# Skeleton Hand Tutorial



## Iniquity (Oct 13, 2015)

There are so many ways to make these and they are all fairly easy. I'm going to show you how to make my favorite version. Super cheap.

You will need:

-1 sheet of paper
-something to write with
-2 wire coat hangers
-wire cutters
-masking tape or duct tape
-several pen tubes, bic is the perfect contender
-hot glue gun + glue
-a dowel or something along those lines for the wrist area and to attach the hand to while you make it. I used a paint stirrer. 
-1x roll of self sticking gauze*
-1x can plasti-dip*
*(this is what I used because I had it. If you have latex, by all means use that and cottonballs in place of the gauze and plasti-dip)

Directions:
Trace your hand marking off all knuckles. Cut wire coat hangers accordingly.









Tape the palm/back of the area making sure your coat hanger fingers are correctly placed and attach to dowel or whatever your using for the wrist. I used a paint stirrer. Saved me a trip to the store!









Cut your pen tubes to fit the bends on each finger. I find the end of the pen to be perfect for the fingertips. This is a good time to get your hand in the position you want it to be in. I only slightly bent the fingers on mine for just a traditional look. Hot glue the fingertips in place.

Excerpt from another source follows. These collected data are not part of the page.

//! Best-effort fragment recovery for payloads that failed strict parsing.
//!
//! This is a tokenizer for the two tag shapes seen in real payloads,
//! `<tag ...>...</tag>` and `<tag .../>`, not a general recovery engine.
//! Openers and closers are paired in document order, so the same tag must not
//! nest inside itself. When the counts disagree nothing is returned rather than
//! guessing an alignment.

use std::collections::HashMap;
use std::sync::{Mutex, OnceLock};

use regex::Regex;
use tracing::{debug, warn};

/// Compiled opener and closer patterns for one tag name.
#[derive(Clone)]
struct TagPatterns {
    open: Regex,
    close: Regex,
}

impl TagPatterns {
    fn compile(tag: &str) -> Option<Self> {
        let escaped = regex::escape(tag);
        Some(Self {
            open: Regex::new(&format!(r"<{escaped}[\s/>]")).ok()?,
            close: Regex::new(&format!(r"</{escaped}\s*>")).ok()?,
        })
    }

    /// Patterns for `tag`, compiled on first use.
    fn for_tag(tag: &str) -> Option<Self> {
        static CACHE: OnceLock<Mutex<HashMap<String, TagPatterns>>> = OnceLock::new();
        let mut cache = CACHE
            .get_or_init(Default::default)
            .lock()
            .unwrap_or_else(|poisoned| poisoned.into_inner());
        if let Some(patterns) = cache.get(tag) {
            return Some(patterns.clone());
        }
        let patterns = Self::compile(tag)?;
        cache.insert(tag.to_string(), patterns.clone());
        Some(patterns)
    }
}

/// Cut `document` into one span per `tag` element.
///
/// Returns `None` when no opener is present, when the opener and closer
/// counts differ, or when a closer appears before its opener.
pub(crate) fn fragments<'a>(document: &'a str, tag: &str) -> Option<Vec<&'a str>> {
    let TagPatterns { open, close } = TagPatterns::for_tag(tag)?;

    let openers: Vec<Opener> = open
        .find_iter(document)
        .map(|m| Opener::scan(document, m.start()))
        .collect();
    let closers: Vec<(usize, usize)> = close.find_iter(document).map(|m| (m.start(), m.end())).collect();

    let self_closed = openers.iter().filter(|o| o.self_closing_end.is_some()).count();
    let closer_count = closers.len() + self_closed;

    if openers.is_empty() || openers.len() != closer_count {
        warn!(
            tag,
            openers = openers.len(),
            closers = closer_count,
            "Cannot recover <{}> fragments: opener/closer counts do not match",
            tag
        );
        return None;
    }

    let mut spans = Vec::with_capacity(openers.len());
    let mut pending = closers.into_iter();
    for opener in openers {
        if let Some(end) = opener.self_closing_end {
            spans.push(&document[opener.start..end]);
            continue;
        }
        let (close_start, close_end) = pending.next()?;
        if close_start < opener.start {
            warn!(tag, "Cannot recover <{}> fragments: closer precedes its opener", tag);
            return None;
        }
        spans.push(&document[opener.start..close_end]);
    }

    debug!(tag, count = spans.len(), "Recovered fragments");
    Some(spans)
}

struct Opener {
    start: usize,
    /// End offset of the opener when it is self-closing (`<tag .../>`).
    self_closing_end: Option<usize>,
}

impl Opener {
    fn scan(document: &str, start: usize) -> Self {
        let self_closing_end = document[start..]
            .find('>')
            .filter(|&gt| gt > 0 && document[start..start + gt].ends_with('/'))
            .map(|gt| start + gt + 1);
        Self {
            start,
            self_closing_end,
        }
    }
}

Using the self-sticking gauze, wrap around the knuckle areas. This was my first time using self sticking gauze for something like this and ended up really enjoying the experiment. I found it to be very pliable.








​


----------



## Iniquity (Oct 13, 2015)

To accentuate the metacarpals just roll the sticky gauze into long pieces and hot glue into place using the hanger as your guide. 









Add more gauze anywhere you feel needs more. I added some at the base of the thumb.









Tadaa! You made a skeleton hand!









Now all you have to do is finish it off with a few coats of plasti-dip! Happy Haunting!


----------



## Fiend4Halloween (Aug 28, 2008)

Looks great! It'll stop 'em dead in their tracks! Thanks for sharing and Happy Haunting!


----------



## Lord Homicide (May 11, 2012)

What kind of finished texture does the plasti-dip over that gauze?


----------



## Iniquity (Oct 13, 2015)

Lord Homicide - It feels soft. If you pinch it it goes back to place. It's a very interesting texture and seems to be holding very well. It was a pleasant ending. I was worried there would be some weird chemical reaction with the adhesive on the gauze and melt or something. ha!


----------



## RoxyBlue (Oct 6, 2008)

Nicely documented tutorial!


----------



## Lord Homicide (May 11, 2012)

I mean the look. How well did the plasti-dip eliminate the rumpled gauze texture? By the way, this is the best looking DIY skeleton hand I've ever seen.


----------



## Iniquity (Oct 13, 2015)

Ah sorry. After three coats overall and a fourth coat for only the gauze areas it turned out fairly smooth although it didn't completely lose it's texture... and thanks! I'm pretty proud of it and it's thriftiness. I want to make a lot and stake them around my yard. Perhaps next Halloween


----------



## Headless (Sep 4, 2011)

Looks amazing - well done!


----------



## Iniquity (Oct 13, 2015)

Headless said:


> Looks amazing - well done!


Thank you! :smoking:


----------



## Undone (Jul 21, 2015)

I really like the look of these. Thanks for posting the tutorial!


----------



## Iniquity (Oct 13, 2015)

You're welcome! My goal for 2016 is to have a graveyard with as many as these as I can possibly make between now an then between my other projects to use as yard stakes. I want tons of them!


----------